My husband and I had both previously read (and loved) O'Farrell's After You'd Gone, and ever since, I've been intending to read something else of hers. (As well as thoroughly intending to pick up AYG again at some point.) Tops on my list was The Vanishing Act of Esme Lennox, after reading about it here, but as I hadn't been proactive enough to procure a copy of that one yet, Heatwave squeezed its way in front.

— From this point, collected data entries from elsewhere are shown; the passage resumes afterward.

use std::mem;

use thiserror::Error;

use crate::types::*;

#[derive(Debug, PartialEq, Eq, Error)]
pub enum ParseError {
	#[error("syntax error: empty command in pipeline stage {}", .0 + 1)]
	EmptyStage(usize),
}

pub type ParseResult<T> = Result<T, ParseError>;

#[derive(Debug, PartialEq, Eq, Clone, Copy)]
enum Quote { Unquoted, Single, Double }

enum Lexeme {
	Byte(u8),
	Space,
	Pipe,
	Nothing,
}

struct Parser<'a> {
	line: &'a [u8],
	i: usize,
	quote: Quote,
}

impl<'a> Parser<'a> {
	fn new(line: &'a [u8]) -> Parser<'a> {
		Parser { line: line, i: 0, quote: Quote::Unquoted }
	}

	fn is_whitespace(c: u8) -> bool {
		match c {
			b' ' | b'\t' | b'\n' | b'\r' | 0x0b | 0x0c => true,
			_ => false,
		}
	}

	/// Consumes one input character (two for an escape) and reports what it
	/// contributes to the current word. Quote characters only toggle state.
	fn next_lexeme(&mut self) -> Option<Lexeme> {
		let c = *self.line.get(self.i)?;
		self.i += 1;
		let next = self.line.get(self.i).cloned();
		let lexeme = match (self.quote, c) {
			(Quote::Single, b'\'') => {
				self.quote = Quote::Unquoted;
				Lexeme::Nothing
			},
			(Quote::Single, _) => Lexeme::Byte(c),
			(Quote::Double, b'"') => {
				self.quote = Quote::Unquoted;
				Lexeme::Nothing
			},
			(Quote::Double, b'\\') => match next {
				Some(n @ b'"') | Some(n @ b'$') | Some(n @ b'`') | Some(n @ b'\\') => {
					self.i += 1;
					Lexeme::Byte(n)
				},
				Some(_) => Lexeme::Byte(b'\\'),
				None => Lexeme::Nothing,
			},
			(Quote::Double, _) => Lexeme::Byte(c),
			(Quote::Unquoted, b'\\') => match next {
				Some(n) => {
					self.i += 1;
					Lexeme::Byte(n)
				},
				None => Lexeme::Nothing,
			},
			(Quote::Unquoted, b'\'') => {
				self.quote = Quote::Single;
				Lexeme::Nothing
			},
			(Quote::Unquoted, b'"') => {
				self.quote = Quote::Double;
				Lexeme::Nothing
			},
			(Quote::Unquoted, b'|') => Lexeme::Pipe,
			(Quote::Unquoted, c) if Parser::is_whitespace(c) => Lexeme::Space,
			(Quote::Unquoted, _) => Lexeme::Byte(c),
		};
		Some(lexeme)
	}
}

fn take_word(word: &mut Vec<u8>) -> String {
	String::from_utf8_lossy(&mem::take(word)).into_owned()
}

/// Splits a line into words. An unterminated quote runs to the end of the line.
pub fn tokenize(line: &str) -> Vec<String> {
	let mut parser = Parser::new(line.as_bytes());
	let mut tokens: Vec<String> = vec![];
	let mut word: Vec<u8> = vec![];
	while let Some(lexeme) = parser.next_lexeme() {
		match lexeme {
			Lexeme::Byte(c) => word.push(c),
			Lexeme::Pipe => word.push(b'|'),
			Lexeme::Space => if !word.is_empty() {
				tokens.push(take_word(&mut word));
			},
			Lexeme::Nothing => {},
		}
	}
	if !word.is_empty() {
		tokens.push(take_word(&mut word));
	}
	tokens
}

fn redirect_operator(token: &str) -> Option<(Stream, RedirectMode)> {
	match token {
		">" | "1>" => Some((Stream::Stdout, RedirectMode::Truncate)),
		">>" | "1>>" => Some((Stream::Stdout, RedirectMode::Append)),
		"2>" => Some((Stream::Stderr, RedirectMode::Truncate)),
		"2>>" => Some((Stream::Stderr, RedirectMode::Append)),
		_ => None,
	}
}

/// Removes the first redirection operator and its filename from `tokens`.
/// An operator with nothing after it stays behind as an ordinary argument.
pub fn extract_redirect(tokens: &mut Vec<String>) -> Option<Redirect> {
	let pos = tokens.iter().position(|t| redirect_operator(t).is_some())?;
	let (stream, mode) = redirect_operator(&tokens[pos])?;
	if pos + 1 >= tokens.len() {
		return None;
	}
	let filename = tokens.remove(pos + 1);
	tokens.remove(pos);
	Some(Redirect { stream: stream, filename: filename, mode: mode })
}

/// Parses one stage. `None` when no command name is left.
pub fn parse_command(stage: &str) -> Option<Command> {
	let mut argv = tokenize(stage);
	let redirect = extract_redirect(&mut argv);
	if argv.is_empty() {
		None
	} else {
		Some(Command { argv: argv, redirect: redirect })
	}
}

/// Cuts a line at every unquoted, unescaped `|`.
pub fn split_stages(line: &str) -> Vec<&str> {
	let mut parser = Parser::new(line.as_bytes());
	let mut stages: Vec<&str> = vec![];
	let mut start = 0;
	while let Some(lexeme) = parser.next_lexeme() {
		if let Lexeme::Pipe = lexeme {
			stages.push(line[start .. parser.i - 1].trim());
			start = parser.i;
		}
	}
	stages.push(line[start ..].trim());
	stages
}

/// Byte offset where the last stage of `line` begins.
pub fn last_stage_start(line: &str) -> usize {
	let mut parser = Parser::new(line.as_bytes());
	let mut start = 0;
	while let Some(lexeme) = parser.next_lexeme() {
		if let Lexeme::Pipe = lexeme {
			start = parser.i;
		}
	}
	start
}

/// `Ok(None)` for a blank line. A pipeline is rejected as a whole if any of
/// its stages has no command.
pub fn parse(line: &str) -> ParseResult<Option<Pipeline>> {
	let stages = split_stages(line);
	if stages.len() == 1 {
		return Ok(parse_command(stages[0]).map(|command| Pipeline { commands: vec![command] }));
	}
	let mut commands: Vec<Command> = Vec::with_capacity(stages.len());
	for (i, stage) in stages.iter().enumerate() {
		match parse_command(stage) {
			Some(command) => commands.push(command),
			None => { return Err(ParseError::EmptyStage(i)); },
		}
	}
	Ok(Some(Pipeline { commands: commands }))
}

#[cfg(test)]
mod tests {
	use super::*;

	fn words(line: &str) -> Vec<String> {
		tokenize(line)
	}

	#[test]
	fn quoted_words() {
		assert_eq!(words("echo 'a b' \"c d\" e"), vec!["echo", "a b", "c d", "e"]);
	}

	#[test]
	fn whitespace_collapses() {
		assert_eq!(words("  ls \t -l   /tmp  "), vec!["ls", "-l", "/tmp"]);
		assert!(words("   \t ").is_empty());
		assert!(words("").is_empty());
	}

	#[test]
	fn plain_words_survive_rejoin() {
		let line = "cat foo.txt bar-baz 42";
		assert_eq!(words(line).join(" "), line);
	}

	#[test]
	fn single_quotes_are_literal() {
		assert_eq!(words(r#"echo 'a\b"c'"#), vec!["echo", r#"a\b"c"#]);
		assert_eq!(words("echo 'x  y'"), vec!["echo", "x  y"]);
	}

	#[test]
	fn double_quote_escapes() {
		assert_eq!(words(r#"echo "a\"b\$c\\d\ne\`""#), vec!["echo", r#"a"b$c\d\ne`"#]);
		assert_eq!(words(r#"echo "it's""#), vec!["echo", "it's"]);
	}

	#[test]
	fn unquoted_backslash_takes_next_char() {
		assert_eq!(words(r"echo a\ b \\ \' \n"), vec!["echo", "a b", "\\", "'", "n"]);
		assert_eq!(words(r"echo trailing\"), vec!["echo", "trailing"]);
	}

	#[test]
	fn adjacent_quotes_join() {
		assert_eq!(words(r#"echo 'a'"b"c"#), vec!["echo", "abc"]);
	}

	#[test]
	fn unterminated_quote_runs_to_end() {
		assert_eq!(words("echo 'abc  def"), vec!["echo", "abc  def"]);
		assert_eq!(words("echo \"x | y"), vec!["echo", "x | y"]);
	}

	#[test]
	fn redirect_operators() {
		let cases = [
			("echo a > f", Stream::Stdout, RedirectMode::Truncate),
			("echo a 1> f", Stream::Stdout, RedirectMode::Truncate),
			("echo a >> f", Stream::Stdout, RedirectMode::Append),
			("echo a 1>> f", Stream::Stdout, RedirectMode::Append),
			("echo a 2> f", Stream::Stderr, RedirectMode::Truncate),
			("echo a 2>> f", Stream::Stderr, RedirectMode::Append),
		];
		for &(line, stream, mode) in cases.iter() {
			let command = parse_command(line).unwrap();
			assert_eq!(command.argv, vec!["echo", "a"], "{}", line);
			assert_eq!(command.redirect, Some(Redirect { stream: stream, filename: "f".to_string(), mode: mode }));
		}
	}

	#[test]
	fn only_first_redirect_is_taken() {
		let command = parse_command("echo a > x > y").unwrap();
		assert_eq!(command.argv, vec!["echo", "a", ">", "y"]);
		assert_eq!(command.redirect.unwrap().filename, "x");
	}

	#[test]
	fn redirect_in_front_of_command() {
		let command = parse_command("> out ls -a").unwrap();
		assert_eq!(command.argv, vec!["ls", "-a"]);
		assert_eq!(command.redirect.unwrap().filename, "out");
	}

	#[test]
	fn dangling_operator_stays_an_argument() {
		let command = parse_command("echo a >").unwrap();
		assert_eq!(command.argv, vec!["echo", "a", ">"]);
		assert_eq!(command.redirect, None);
	}

	#[test]
	fn redirect_without_command() {
		assert_eq!(parse_command("> out"), None);
	}

	#[test]
	fn split_respects_quotes() {
		assert_eq!(split_stages("echo 'a|b' | tr a-z A-Z |wc"), vec!["echo 'a|b'", "tr a-z A-Z", "wc"]);
		assert_eq!(split_stages(r#"echo "x|y" a\|b"#), vec![r#"echo "x|y" a\|b"#]);
	}

	#[test]
	fn last_stage_offset() {
		assert_eq!(last_stage_start("echo a"), 0);
		assert_eq!(last_stage_start("echo a | ca"), 8);
		assert_eq!(last_stage_start("a|b|c"), 4);
		assert_eq!(last_stage_start("echo 'x | y"), 0);
	}

	#[test]
	fn parse_pipeline() {
		let pipeline = parse("cat f | grep x > out").unwrap().unwrap();
		assert_eq!(pipeline.commands.len(), 2);
		assert_eq!(pipeline.commands[0].argv, vec!["cat", "f"]);
		assert_eq!(pipeline.commands[1].argv, vec!["grep", "x"]);
		assert_eq!(pipeline.commands[1].redirect.as_ref().unwrap().filename, "out");
	}

	#[test]
	fn blank_line_is_no_command() {
		assert_eq!(parse("   "), Ok(None));
	}

	#[test]
	fn empty_stage_rejects_pipeline() {
		assert_eq!(parse("echo a | | cat"), Err(ParseError::EmptyStage(1)));
		assert_eq!(parse("| cat"), Err(ParseError::EmptyStage(0)));
		assert_eq!(parse("echo a |"), Err(ParseError::EmptyStage(1)));
		assert_eq!(parse("echo a | > f"), Err(ParseError::EmptyStage(1)));
	}
}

I kind of love this book's dust jacket, and I must say I much prefer its look to this cover, but what's inside is even better. From a limited perspective the story might be viewed as your run-of-the-mill window on a slightly dysfunctional family--one of many books that may differ in details but is really just a re-telling of the same old story. The general premise, though interesting, is not in itself earth-shattering: three grown siblings, Irish by birth but raised in London, are brought back together when their father disappears. But this over-simplification does not do the book justice. It is borne above the crowd by the triumvirate of excellent writing, indelible characters with an invigorating synergy, and the draw of secrets. Because it's not just about the disappearance of the father. Within that larger mystery are wrapped countless smaller ones, each just as intriguing as the last. If I had three thumbs, they would all be pointing up: one to say this book is a keeper, one to say I would re-read it, and one to say I can heartily recommend it to you--after two caveats: first, you may want to look up the pronunciation of the name Aoife before you start reading. Unless you're Irish, in which case you probably already know it. (The pronunciation is described in the book, but if you're as impatient as me, you may find it's not soon enough.) And second: be prepared for the disappointment of never knowing what Gabe wrote at the airport. Unless it's one of those things that's obvious to everyone but me, in which case you'll probably figure it out on your own. (And when you do, please tell me!)